Dataset entries:
● ● ● ● ● ● ●

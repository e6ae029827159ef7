//! Notification projection: field-level diffs into dispatch notices.
//!
//! A pure layer over feed events. It never touches engine state; it only
//! decides whether a diff is worth telling a human about and, when it is,
//! packages the notice the alerting layer consumes. Noise suppression
//! lives here: terminal statuses never notify, and a record whose only
//! material change is `resolved_at` appearing stays silent.

use chrono::{DateTime, Utc};
use serde::{Deserialize, Serialize};
use serde_json::Value;

use crate::feed::event::{FeedEventType, id_field, number_field, text_field};
use crate::model::{Incident, is_terminal_status};

/// The two classes of notification this engine raises.
#[derive(Debug, Clone, Copy, PartialEq, Eq, Serialize, Deserialize)]
#[serde(rename_all = "snake_case")]
pub enum DispatchKind {
    /// An incident just became this team's responsibility.
    Assignment,
    /// A tracked incident moved to a new non-terminal status.
    StatusChange,
}

impl DispatchKind {
    #[must_use]
    pub const fn as_str(self) -> &'static str {
        match self {
            Self::Assignment => "assignment",
            Self::StatusChange => "status_change",
        }
    }
}

/// A notification handed to the host's alerting layer.
///
/// `id` is synthetic and stable per emission (source record id plus the
/// emission time) so downstream consumers can de-duplicate.
#[derive(Debug, Clone, PartialEq, Serialize, Deserialize)]
pub struct DispatchNotice {
    pub id: String,
    pub kind: DispatchKind,
    pub incident_id: String,
    pub team_id: String,
    pub report_id: Option<String>,
    pub reporter_name: String,
    pub incident_type: Option<String>,
    pub location_address: Option<String>,
    pub latitude: Option<f64>,
    pub longitude: Option<f64>,
    pub reported_at: Option<String>,
    pub responded_at: Option<String>,
    pub old_status: Option<String>,
    pub new_status: Option<String>,
    pub previous_team_id: Option<String>,
    pub emitted_at: String,
}

/// Decide whether an incident-table diff notifies, and how.
///
/// Returns `None` for anything that should stay silent, including the
/// `resolved_at` suppression rule.
#[must_use]
pub fn classify_incident_diff(
    old: Option<&Value>,
    new: Option<&Value>,
    local_team: &str,
) -> Option<DispatchKind> {
    let new = new?;

    // Suppression: resolved_at flipping from absent to present is the
    // backend recording resolution; notifying here would be pure noise.
    let resolved_filled = text_field(new, "resolved_at").is_some()
        && old.is_none_or(|row| text_field(row, "resolved_at").is_none());
    if resolved_filled {
        tracing::debug!("suppressing notification for resolved_at transition");
        return None;
    }

    let new_team = id_field(new, "team_id");
    let old_team = old.and_then(|row| id_field(row, "team_id"));
    let is_local = new_team.as_deref() == Some(local_team);
    let was_local = old_team.as_deref() == Some(local_team);

    if is_local && !was_local {
        return Some(DispatchKind::Assignment);
    }

    if is_local {
        let old_status = old.and_then(|row| text_field(row, "status"));
        let new_status = text_field(new, "status");
        if let (Some(old_status), Some(new_status)) = (old_status, new_status) {
            if old_status != new_status && !is_terminal_status(new_status) {
                return Some(DispatchKind::StatusChange);
            }
        }
    }

    None
}

/// Build the notice for a qualifying incident-table event.
#[must_use]
pub fn incident_notice(
    old: Option<&Value>,
    new: &Value,
    kind: DispatchKind,
    local_team: &str,
    emitted_at: DateTime<Utc>,
) -> Option<DispatchNotice> {
    let incident_id = id_field(new, "id")?;
    let reporter_name = reporter_from_row(new);

    Some(DispatchNotice {
        id: format!("incident-{incident_id}-{}", emitted_at.timestamp_millis()),
        kind,
        incident_id,
        team_id: local_team.to_string(),
        report_id: None,
        reporter_name,
        incident_type: text_field(new, "incident_type").map(str::to_string),
        location_address: text_field(new, "location_address").map(str::to_string),
        latitude: number_field(new, "latitude"),
        longitude: number_field(new, "longitude"),
        reported_at: text_field(new, "created_at").map(str::to_string),
        responded_at: text_field(new, "responded_at").map(str::to_string),
        old_status: old.and_then(|row| text_field(row, "status")).map(str::to_string),
        new_status: text_field(new, "status").map(str::to_string),
        previous_team_id: old.and_then(|row| id_field(row, "team_id")),
        emitted_at: emitted_at.to_rfc3339(),
    })
}

/// Decide whether a field-report diff notifies.
///
/// A new report on a tracked incident reads as an assignment-class event
/// (work just landed on this team); a report status change notifies unless
/// the new status is terminal.
#[must_use]
pub fn classify_report_diff(
    event_type: FeedEventType,
    old: Option<&Value>,
    new: Option<&Value>,
) -> Option<DispatchKind> {
    let new = new?;

    match event_type {
        FeedEventType::Insert => Some(DispatchKind::Assignment),
        FeedEventType::Update => {
            let old_status = old.and_then(|row| text_field(row, "status"));
            let new_status = text_field(new, "status")?;
            if old_status != Some(new_status) && !is_terminal_status(new_status) {
                Some(DispatchKind::StatusChange)
            } else {
                None
            }
        }
        FeedEventType::Delete => None,
    }
}

/// Build the notice for a qualifying field-report event, enriched from the
/// tracked incident the report belongs to.
#[must_use]
pub fn report_notice(
    old: Option<&Value>,
    new: &Value,
    kind: DispatchKind,
    incident: &Incident,
    local_team: &str,
    emitted_at: DateTime<Utc>,
) -> Option<DispatchNotice> {
    let report_id = id_field(new, "id")?;

    Some(DispatchNotice {
        id: format!("report-{report_id}-{}", emitted_at.timestamp_millis()),
        kind,
        incident_id: incident.id.clone(),
        team_id: local_team.to_string(),
        report_id: Some(report_id),
        reporter_name: incident.reporter_display_name(),
        incident_type: incident.incident_type.clone(),
        location_address: incident.location_address.clone(),
        latitude: incident.latitude,
        longitude: incident.longitude,
        reported_at: Some(incident.created_at.clone()),
        responded_at: incident.responded_at.clone(),
        old_status: old.and_then(|row| text_field(row, "status")).map(str::to_string),
        new_status: text_field(new, "status").map(str::to_string),
        previous_team_id: None,
        emitted_at: emitted_at.to_rfc3339(),
    })
}

fn reporter_from_row(row: &Value) -> String {
    let joined = format!(
        "{} {}",
        text_field(row, "first_name").unwrap_or(""),
        text_field(row, "last_name").unwrap_or("")
    );
    let trimmed = joined.trim();
    if trimmed.is_empty() {
        "Unknown reporter".to_string()
    } else {
        trimmed.to_string()
    }
}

● ● ● ● ● ● ●

## Task brief
Provide only the count of lines above in which the word "trimmed" occurs.

## Answer section
3